[Stored data entries]
//! Configuration management for contrail-registry
//!
//! Sources, lowest priority first: built-in defaults, the YAML config file,
//! `CONTRAIL_REGISTRY__*` environment variables, then command line flags.

use std::path::PathBuf;

use config::{Config, ConfigError, Environment, File};
use contrail_common::ENV_PREFIX;

use crate::cli::Cli;
use crate::logging::{LogRotation, LoggingConfig};

/// Config file read when `--config` is not given
pub const DEFAULT_CONFIG_FILE: &str = "conf/registry.yml";

pub const REGISTRY_CATALOG: &str = "registry.catalog";
pub const LOG_LEVEL: &str = "log.level";
pub const LOG_CONSOLE: &str = "log.console";
pub const LOG_FILE: &str = "log.file";
pub const LOG_DIR: &str = "log.dir";
pub const LOG_ROTATION: &str = "log.rotation";

/// Application configuration loaded from config files and environment
#[derive(Clone, Debug, Default)]
pub struct Configuration {
    pub config: Config,
}

impl Configuration {
    pub fn load(cli: &Cli) -> Result<Self, ConfigError> {
        // An explicit --config must exist; the default file is optional
        let file = match &cli.config {
            Some(path) => File::from(path.as_path()).required(true),
            None => File::with_name(DEFAULT_CONFIG_FILE).required(false),
        };

        let mut builder = Config::builder()
            .set_default(LOG_LEVEL, "info")?
            .set_default(LOG_CONSOLE, true)?
            .set_default(LOG_FILE, false)?
            .set_default(LOG_ROTATION, "daily")?
            .add_source(file)
            .add_source(
                Environment::with_prefix(ENV_PREFIX)
                    .prefix_separator("__")
                    .separator("__")
                    .try_parsing(true),
            );

        if let Some(catalog) = &cli.catalog {
            builder = builder.set_override(REGISTRY_CATALOG, catalog.display().to_string())?;
        }
        if let Some(level) = &cli.log_level {
            builder = builder.set_override(LOG_LEVEL, level.as_str())?;
        }

        Ok(Configuration {
            config: builder.build()?,
        })
    }

    // ========================================================================
    // Registry Configuration
    // ========================================================================

    /// Catalog file replacing the built-in one, if configured.
    pub fn catalog_path(&self) -> Option<PathBuf> {
        self.config
            .get_string(REGISTRY_CATALOG)
            .ok()
            .filter(|p| !p.is_empty())
            .map(PathBuf::from)
    }

    // ========================================================================
    // Logging Configuration
    // ========================================================================

    pub fn log_level(&self) -> String {
        self.config
            .get_string(LOG_LEVEL)
            .unwrap_or("info".to_string())
    }

    pub fn log_console(&self) -> bool {
        self.config.get_bool(LOG_CONSOLE).unwrap_or(true)
    }

    pub fn log_file(&self) -> bool {
        self.config.get_bool(LOG_FILE).unwrap_or(false)
    }

    pub fn log_dir(&self) -> Option<String> {
        self.config.get_string(LOG_DIR).ok()
    }

    pub fn log_rotation(&self) -> LogRotation {
        self.config
            .get_string(LOG_ROTATION)
            .ok()
            .and_then(|v| v.parse().ok())
            .unwrap_or(LogRotation::Daily)
    }

    pub fn logging_config(&self) -> LoggingConfig {
        LoggingConfig::from_config(
            self.log_dir(),
            self.log_console(),
            self.log_file(),
            self.log_level(),
            self.log_rotation(),
        )
    }
}
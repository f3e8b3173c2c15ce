//! Command execution against a loaded registry.
//!
//! Commands write their results to the given sink so they can run against an
//! in-memory buffer as easily as stdout.

use std::io::{self, Write};

use contrail_common::{CatalogError, LookupError};
use contrail_services::{DumpError, ServiceRegistry, dump};
use serde_json::{Value, json};
use tracing::debug;

use crate::cli::{Command, ListTarget, OutputFormat};

#[derive(thiserror::Error, Debug)]
pub enum CommandError {
    #[error(transparent)]
    Lookup(#[from] LookupError),

    #[error(transparent)]
    Catalog(#[from] CatalogError),

    #[error(transparent)]
    Dump(#[from] DumpError),

    #[error("failed to write output: {0}")]
    Io(#[from] io::Error),

    #[error("failed to encode output: {0}")]
    Json(#[from] serde_json::Error),
}

/// Run one command, writing its result to `out`.
pub fn execute<W: Write>(
    command: &Command,
    registry: &ServiceRegistry,
    format: OutputFormat,
    out: &mut W,
) -> Result<(), CommandError> {
    debug!(?command, "Executing command");
    match command {
        Command::Containers { service } => {
            let containers = registry.containers_for(service)?;
            emit_lines(out, format, containers, || {
                json!({ "service": service, "containers": containers })
            })
        }
        Command::Services { pod } => {
            let services = registry.services_for(pod)?;
            emit_lines(out, format, services, || {
                json!({ "pod": pod, "services": services })
            })
        }
        Command::Port { service } => {
            let port = registry.port_for(service)?;
            emit(out, format, &port, || {
                json!({ "service": service, "port": port })
            })
        }
        Command::ConfigDir { pod } => {
            let dir = registry.config_dir_for(pod)?;
            emit(out, format, &dir.display(), || {
                json!({ "pod": pod, "configDir": dir })
            })
        }
        Command::ComposeFile { pod } => {
            let file = registry.compose_file_for(pod);
            emit(out, format, &file, || {
                json!({
                    "pod": pod,
                    "composeFile": file,
                    "override": registry.config_file_override_for(pod),
                })
            })
        }
        Command::Backup { service } => {
            let capable = registry.is_backup_capable(service);
            emit(out, format, &capable, || {
                json!({ "service": service, "backupCapable": capable })
            })
        }
        Command::List { target } => list(registry, *target, format, out),
        Command::Find { service, running } => {
            let found = registry.find_container(service, running.iter().map(String::as_str))?;
            match format {
                OutputFormat::Text => {
                    if let Some(name) = found {
                        writeln!(out, "{}", name)?;
                    }
                    Ok(())
                }
                OutputFormat::Json => write_json(
                    out,
                    &json!({ "service": service, "container": found }),
                ),
            }
        }
        Command::Validate { path } => {
            let loaded;
            let checked = match path {
                Some(path) => {
                    loaded = ServiceRegistry::from_file(path)?;
                    &loaded
                }
                None => registry,
            };
            let summary = checked.summary();
            match format {
                OutputFormat::Text => {
                    writeln!(
                        out,
                        "catalog ok: {} services, {} pods, {} http ports, {} config dirs, {} compose overrides, {} backup services",
                        summary.services,
                        summary.pods,
                        summary.http_ports,
                        summary.config_dirs,
                        summary.compose_overrides,
                        summary.backup_services
                    )?;
                    Ok(())
                }
                OutputFormat::Json => write_json(out, &serde_json::to_value(summary)?),
            }
        }
        Command::Dump { format: dump_format } => {
            dump(registry, *dump_format, &mut *out)?;
            Ok(())
        }
    }
}

/// Whether the command reads the active catalog.
///
/// `validate <CATALOG>` checks its own file, so a broken configured catalog
/// must not stop it from running.
pub fn needs_active_catalog(command: &Command) -> bool {
    !matches!(command, Command::Validate { path: Some(_) })
}

fn list<W: Write>(
    registry: &ServiceRegistry,
    target: ListTarget,
    format: OutputFormat,
    out: &mut W,
) -> Result<(), CommandError> {
    match target {
        ListTarget::Services => {
            let names: Vec<&str> = registry.all_service_names().into_iter().collect();
            emit_lines(out, format, &names, || json!(names))
        }
        ListTarget::Pods => {
            let names: Vec<&str> = registry.all_pod_names().into_iter().collect();
            emit_lines(out, format, &names, || json!(names))
        }
        ListTarget::Backup => {
            let names: Vec<&str> = registry.backup_capable_services().into_iter().collect();
            emit_lines(out, format, &names, || json!(names))
        }
        ListTarget::Ports => match format {
            OutputFormat::Text => {
                for (service, port) in registry.http_ports() {
                    writeln!(out, "{} {}", service, port)?;
                }
                Ok(())
            }
            OutputFormat::Json => {
                let ports: serde_json::Map<String, Value> = registry
                    .http_ports()
                    .map(|(service, port)| (service.to_string(), json!(port)))
                    .collect();
                write_json(out, &Value::Object(ports))
            }
        },
    }
}

/// Report a lookup miss in the requested format.
///
/// Text goes to `err` as a one-line message; JSON goes to `out` as an error
/// object carrying the error code and the missing key.
pub fn report_lookup_error<O: Write, E: Write>(
    error: &LookupError,
    format: OutputFormat,
    out: &mut O,
    err: &mut E,
) -> io::Result<()> {
    match format {
        OutputFormat::Text => writeln!(err, "error: {}", error),
        OutputFormat::Json => {
            let code = error.error_code();
            let body = json!({
                "code": code.code,
                "message": code.message,
                "key": error.key(),
                "detail": error.to_string(),
            });
            serde_json::to_writer_pretty(&mut *out, &body)?;
            writeln!(out)
        }
    }
}

fn emit<W: Write, T: std::fmt::Display + ?Sized>(
    out: &mut W,
    format: OutputFormat,
    text: &T,
    as_json: impl FnOnce() -> Value,
) -> Result<(), CommandError> {
    match format {
        OutputFormat::Text => {
            writeln!(out, "{}", text)?;
            Ok(())
        }
        OutputFormat::Json => write_json(out, &as_json()),
    }
}

fn emit_lines<W: Write, T: AsRef<str>>(
    out: &mut W,
    format: OutputFormat,
    lines: &[T],
    as_json: impl FnOnce() -> Value,
) -> Result<(), CommandError> {
    match format {
        OutputFormat::Text => {
            for line in lines {
                writeln!(out, "{}", line.as_ref())?;
            }
            Ok(())
        }
        OutputFormat::Json => write_json(out, &as_json()),
    }
}

fn write_json<W: Write>(out: &mut W, value: &Value) -> Result<(), CommandError> {
    serde_json::to_writer_pretty(&mut *out, value)?;
    writeln!(out)?;
    Ok(())
}
//! Load-time validation of catalog tables
//!
//! Hard violations reject the catalog. Soft findings are logged and accepted,
//! since deployment tooling tolerates them.

use std::collections::BTreeMap;
use std::path::Path;

use contrail_common::{CONTRAIL_CONFIG_ROOT, CatalogError};
use tracing::warn;

use crate::model::Catalog;

/// Check every cross-table invariant, collecting all violations.
pub fn validate(catalog: &Catalog) -> Result<(), CatalogError> {
    let mut violations = Vec::new();

    for (service, aliases) in &catalog.containers {
        if service.is_empty() {
            violations.push("service name must not be empty".to_string());
        }
        if aliases.is_empty() {
            violations.push(format!("service '{}' has no container aliases", service));
        }
        if aliases.iter().any(|a| a.is_empty()) {
            violations.push(format!("service '{}' has an empty container alias", service));
        }
    }

    for (pod, services) in &catalog.pods {
        if pod.is_empty() {
            violations.push("pod name must not be empty".to_string());
        }
        for service in services {
            if !catalog.containers.contains_key(service) {
                violations.push(format!(
                    "pod '{}' references unknown service '{}'",
                    pod, service
                ));
            }
        }
    }

    for service in &catalog.backup_services {
        if !catalog.containers.contains_key(service) {
            violations.push(format!("backup service '{}' is not a known service", service));
        }
    }

    if catalog.http_ports.keys().any(|k| k.is_empty()) {
        violations.push("http port entry has an empty service name".to_string());
    }

    for (pod, dir) in &catalog.config_dirs {
        if pod.is_empty() {
            violations.push("config dir entry has an empty pod name".to_string());
        }
        if !dir.is_absolute() {
            violations.push(format!(
                "config dir for pod '{}' is not absolute: {}",
                pod,
                dir.display()
            ));
        }
    }

    for (pod, file) in &catalog.compose_files {
        if pod.is_empty() || file.is_empty() {
            violations.push(format!("compose file override for '{}' is empty", pod));
        }
    }

    if !violations.is_empty() {
        return Err(CatalogError::Validation(violations));
    }

    warn_soft_findings(catalog);
    Ok(())
}

/// Findings that are logged but do not reject the catalog.
pub fn soft_findings(catalog: &Catalog) -> Vec<String> {
    let mut findings = Vec::new();

    let mut owners: BTreeMap<&str, Vec<&str>> = BTreeMap::new();
    for (pod, services) in &catalog.pods {
        if services.is_empty() {
            findings.push(format!("pod '{}' has no services", pod));
        }
        for (i, service) in services.iter().enumerate() {
            if services[..i].contains(service) {
                findings.push(format!(
                    "service '{}' listed twice in pod '{}'",
                    service, pod
                ));
                continue;
            }
            owners.entry(service.as_str()).or_default().push(pod.as_str());
        }
    }
    for (service, pods) in owners {
        if pods.len() > 1 {
            findings.push(format!(
                "service '{}' belongs to more than one pod: {}",
                service,
                pods.join(", ")
            ));
        }
    }

    let root = Path::new(CONTRAIL_CONFIG_ROOT);
    for (pod, dir) in &catalog.config_dirs {
        if !dir.starts_with(root) {
            findings.push(format!(
                "config dir for pod '{}' is outside {}: {}",
                pod,
                CONTRAIL_CONFIG_ROOT,
                dir.display()
            ));
        }
    }

    findings
}

fn warn_soft_findings(catalog: &Catalog) {
    for finding in soft_findings(catalog) {
        warn!(finding = %finding, "Catalog accepted with warning");
    }
}
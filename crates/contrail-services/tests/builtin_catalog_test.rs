//! Built-in Catalog Tests
//!
//! Checks the compiled-in tables against the deployment conventions
//! downstream tooling relies on.

use std::collections::BTreeSet;
use std::io::Write;
use std::path::Path;

use contrail_services::{CatalogError, LookupError, ServiceRegistry};
use proptest::prelude::*;

fn builtin() -> &'static ServiceRegistry {
    ServiceRegistry::builtin()
}

// ============== Container Alias Tests ==============

#[test]
fn test_every_service_has_aliases() {
    let registry = builtin();
    for service in registry.all_service_names() {
        let aliases = registry.containers_for(service).unwrap();
        assert!(!aliases.is_empty(), "{} has no aliases", service);
    }
}

#[test]
fn test_alias_order_is_stable() {
    let registry = builtin();
    assert_eq!(
        registry.containers_for("agent").unwrap(),
        &[
            "contrail-agent",
            "vrouter-agent",
            "contrail-vrouter-agent",
            "vrouter_agent"
        ]
    );
    // Repeated calls hand back the same slice
    assert_eq!(
        registry.containers_for("agent").unwrap().as_ptr(),
        registry.containers_for("agent").unwrap().as_ptr()
    );
}

#[test]
fn test_shared_aliases_kept_literal() {
    let registry = builtin();
    assert_eq!(registry.containers_for("rabbitmq").unwrap(), &["rabbitmq"]);
    assert_eq!(
        registry.containers_for("config-rabbitmq").unwrap(),
        &["configdatabase_rabbitmq", "rabbitmq"]
    );
    assert_eq!(
        registry.containers_for("redis").unwrap(),
        &["webui_redis", "webui-redis", "redis"]
    );
}

#[test]
fn test_unknown_service() {
    assert_eq!(
        builtin().containers_for("nonexistent-service"),
        Err(LookupError::UnknownService("nonexistent-service".to_string()))
    );
}

// ============== Pod Tests ==============

#[test]
fn test_pod_referential_integrity() {
    let registry = builtin();
    let services = registry.all_service_names();
    for pod in registry.all_pod_names() {
        for service in registry.services_for(pod).unwrap() {
            assert!(
                services.contains(service.as_str()),
                "pod {} references unknown service {}",
                pod,
                service
            );
        }
    }
}

#[test]
fn test_pod_names() {
    let pods: Vec<&str> = builtin().all_pod_names().into_iter().collect();
    assert_eq!(
        pods,
        vec![
            "analytics",
            "analytics-database",
            "config",
            "config-database",
            "control",
            "kubernetes",
            "vrouter",
            "webui"
        ]
    );
}

#[test]
fn test_flattened_pods_reproduce_service_set() {
    let registry = builtin();
    let flattened: Vec<&str> = registry
        .all_pod_names()
        .into_iter()
        .flat_map(|pod| registry.services_for(pod).unwrap())
        .map(String::as_str)
        .collect();
    let unique: BTreeSet<&str> = flattened.iter().copied().collect();

    // No service is listed under two pods
    assert_eq!(flattened.len(), unique.len());
    assert_eq!(flattened.len(), 25);
    assert_eq!(flattened.iter().filter(|s| **s == "redis").count(), 1);
    assert_eq!(registry.pod_of("redis"), Some("webui"));
    assert_eq!(registry.pod_of("nova"), None);
}

#[test]
fn test_services_for_config_pod() {
    assert_eq!(
        builtin().services_for("config").unwrap(),
        &[
            "config-nodemgr",
            "api-server",
            "schema",
            "svc-monitor",
            "device-manager"
        ]
    );
    assert!(matches!(
        builtin().services_for("openstack"),
        Err(LookupError::UnknownPod(_))
    ));
}

// ============== Port Tests ==============

#[test]
fn test_port_for() {
    let registry = builtin();
    assert_eq!(registry.port_for("api-server"), Ok(8084));
    assert_eq!(registry.port_for("contrail-kube-manager"), Ok(8108));
    assert_eq!(
        registry.port_for("webui"),
        Err(LookupError::NoPortDefined("webui".to_string()))
    );
}

#[test]
fn test_ports_without_aliases_are_allowed() {
    let registry = builtin();
    assert_eq!(registry.port_for("snmp-collector"), Ok(5920));
    assert_eq!(registry.port_for("topology"), Ok(5921));
    assert!(registry.containers_for("topology").is_err());
    assert_eq!(registry.http_ports().count(), 18);
}

// ============== Config Dir / Compose File Tests ==============

#[test]
fn test_config_dir_for() {
    let registry = builtin();
    assert_eq!(
        registry.config_dir_for("config").unwrap(),
        Path::new("/etc/contrail/config")
    );
    assert_eq!(
        registry.config_dir_for("strongswan").unwrap(),
        Path::new("/etc/contrail/vrouter/strongswan")
    );
    assert_eq!(
        registry.config_dir_for("webui"),
        Err(LookupError::NoConfigDir("webui".to_string()))
    );
}

#[test]
fn test_config_file_override_for() {
    let registry = builtin();
    assert_eq!(
        registry.config_file_override_for("strongswan"),
        Some("strongswan_compose.yml")
    );
    assert_eq!(registry.config_file_override_for("config"), None);
    assert_eq!(registry.compose_file_for("config"), "docker-compose.yaml");
}

// ============== Backup Tests ==============

#[test]
fn test_backup_capable_set_is_exact() {
    let expected: BTreeSet<&str> = [
        "schema",
        "svc-monitor",
        "device-manager",
        "contrail-kube-manager",
    ]
    .into_iter()
    .collect();
    let registry = builtin();
    assert_eq!(registry.backup_capable_services(), expected);
    for service in registry.all_service_names() {
        assert_eq!(
            registry.is_backup_capable(service),
            expected.contains(service),
            "{}",
            service
        );
    }
    assert!(!registry.is_backup_capable("nonexistent-service"));
}

// ============== Container Discovery Tests ==============

#[test]
fn test_find_container_on_host() {
    let running = [
        "config_database_cassandra_1",
        "contrail-config-api",
        "config_api_1",
        "webui_redis_1",
    ];
    let registry = builtin();
    assert_eq!(
        registry.find_container("api-server", running).unwrap(),
        Some("config_api_1")
    );
    assert_eq!(
        registry.find_container("redis", running).unwrap(),
        Some("webui_redis_1")
    );
    assert_eq!(registry.find_container("schema", running).unwrap(), None);
}

#[test]
fn test_find_container_prefers_own_replica() {
    // vrouter_agent is an agent alias and a prefix of a nodemgr alias
    let running = ["vrouter_agent_nodemgr_1", "vrouter_agent_1"];
    let registry = builtin();
    assert_eq!(
        registry.find_container("agent", running).unwrap(),
        Some("vrouter_agent_1")
    );
    assert_eq!(
        registry.find_container("vrouter-nodemgr", running).unwrap(),
        Some("vrouter_agent_nodemgr_1")
    );
    assert_eq!(
        registry
            .find_container("agent", ["vrouter_agent_nodemgr_1"])
            .unwrap(),
        None
    );
}

// ============== Loading Tests ==============

#[test]
fn test_from_file() {
    let mut file = tempfile::NamedTempFile::new().unwrap();
    file.write_all(contrail_services::BUILTIN_CATALOG.as_bytes())
        .unwrap();

    let registry = ServiceRegistry::from_file(file.path()).unwrap();
    assert_eq!(registry.catalog(), builtin().catalog());
}

#[test]
fn test_from_missing_file() {
    let dir = tempfile::tempdir().unwrap();
    let err = ServiceRegistry::from_file(&dir.path().join("missing.yml")).unwrap_err();
    assert!(matches!(err, CatalogError::Io(_)));
}

#[test]
fn test_builtin_shared_across_threads() {
    let handles: Vec<_> = (0..4)
        .map(|_| std::thread::spawn(|| ServiceRegistry::builtin().port_for("agent")))
        .collect();
    for handle in handles {
        assert_eq!(handle.join().unwrap(), Ok(8085));
    }
}

// ============== Property Tests ==============

proptest! {
    #[test]
    fn prop_backup_probe_never_fails(name in "\\PC*") {
        let expected = matches!(
            name.as_str(),
            "schema" | "svc-monitor" | "device-manager" | "contrail-kube-manager"
        );
        prop_assert_eq!(builtin().is_backup_capable(&name), expected);
    }

    #[test]
    fn prop_unknown_service_error_carries_key(name in "[a-z]{1,8}-x[0-9]{1,4}") {
        let err = builtin().containers_for(&name).unwrap_err();
        prop_assert_eq!(err.key(), name.as_str());
    }

    #[test]
    fn prop_override_lookup_is_total(pod in "\\PC*") {
        let expected = (pod == "strongswan").then_some("strongswan_compose.yml");
        prop_assert_eq!(builtin().config_file_override_for(&pod), expected);
    }
}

▶ [Prompt]: Which of the lines above carry the string "references"? Copy every one.

▶ [Solution to this task]:
                    "pod '{}' references unknown service '{}'",
                "pod {} references unknown service {}",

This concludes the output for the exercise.